They are, after all, only a simple lever arm, pivot point,
spring, magnets, and a limit switch. In the vibration
instrumentation business, they are called
"earthquake switches" for good reason. We often hear,
they
are better than nothing at all but that is not a very high standard
for cooling tower protection or the people who work around them.
The model 685B vibration switch does not require a machine failure to
trigger a shutdown or give disaster confirmation. A better goal is to prevent the initial failure and the severe consequences
that even a single incident may bring on.
There is a good deal of mis-information
involved in the use of mechanical vibration switches on cooling
towers. We will do our best to support your support team:
cooling tower OEMs, consultants, E & C firms, service companies, and vibration
analysts. But it's up to the owner/operators of
cooling towers to understand the risk and accept the facts
about mechanical vibration switches: the odds are
stacked against you. It will take a budget of
relatively few dollars per cooling tower to make a big
difference in real cooling tower protection.
Six Good Questions Worth Answering Up Front
1. Why is it we see mechanical vibration switches
mostly on reciprocating machines that bang around and cooling towers but on very few other
rotating equipment?
Acceleration is all that is sensed by
mechanical vibration switches. Good for the
"bangers". But velocity or displacement are used in the great preponderance of
rotating equipment in the world: estimated 90++%;
except for cooling
towers.
2. Why measure the vibration of rotating
equipment at low speed in acceleration?
It would be appropriate for
high RPM machines, very high rpm: with frequencies over 60,000
cpm, but certainly not the 0 to 3600 rpm
range advertised by mechanical switch manufacturers.
That range just happens to be in your range of speeds but does
not agree with the teaching manuals for vibration analysts.
3. If a switch measures in acceleration,
and that is best for high speeds, why limit that switch for operation to
3600 rpm?
Maybe it is limited by
the natural frequency of the mechanism. All devices have
natural frequencies. Vibration switches should not have
natural frequencies in the range of frequencies generated by the
machine they are on. Accelerometers and electronic
switches will have by design very high natural frequencies.
Components of a mechanical vibration switch are likely to have a very low
natural frequency by comparison, perhaps nearer low multiples of
running speed. The IMI vibration switch is designed for monitoring radial vibration on your cooling
towers at running speeds and harmonics needed for analysis.

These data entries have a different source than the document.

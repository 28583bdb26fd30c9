//! POG Core - Shared types for partial order graph reconstruction
//!
//! This crate holds the plain data that flows into and out of the graph
//! engine: node and sequence identities, aligned input rows, indel
//! inference records, character-state distributions, configuration and
//! errors. It has no graph logic of its own.
//!
//! # Example
//!
//! ```
//! use pog_core::{AlignedSequence, NodeId};
//!
//! let row = AlignedSequence::new(1, "seqA", "A-C");
//! assert_eq!(row.ungapped(), "AC");
//! assert!(NodeId::Start < NodeId::Pos(0));
//! ```

mod alignment;
mod config;
mod distribution;
mod error;
mod ids;
mod inference;

pub use alignment::{is_gap, AlignedSequence, GAP};
pub use config::{ConsensusConfig, DotConfig, PogConfig};
pub use distribution::{Distribution, GaussianComponent};
pub use error::{PogError, Result};
pub use ids::{NodeId, SeqId};
pub use inference::{Residue, TransitionRecord};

4. Is your mechanical "vibration" switch
mounted somewhere on the tower structure, not on the rotating
equipment?
Vibration
sensors (not shock switches), if installed on only one location
on your cooling tower, are best installed on
the inboard bearing of the gearbox. Likely, your
mechanical vibration switch is too big and difficult to mount
and service to be on the gearbox. It wouldn't help much
anyway. The
IMI vibration switch is very close
in size to an accelerometer, mounts like an accelerometer, and
its hermetic sealed stainless steel body will take the abusive
environment that your gearbox runs in day in, day out.
Accelerometers have given good service for
many years when mounted and cabled properly in this location.
5. Do you really want to wait for the
SHOCK of your fan, gearbox or motor coming apart before acting?
Every where else in your
plant, machines are not instrumented like your cooling towers
are; even machines of much less size, cost, or importance.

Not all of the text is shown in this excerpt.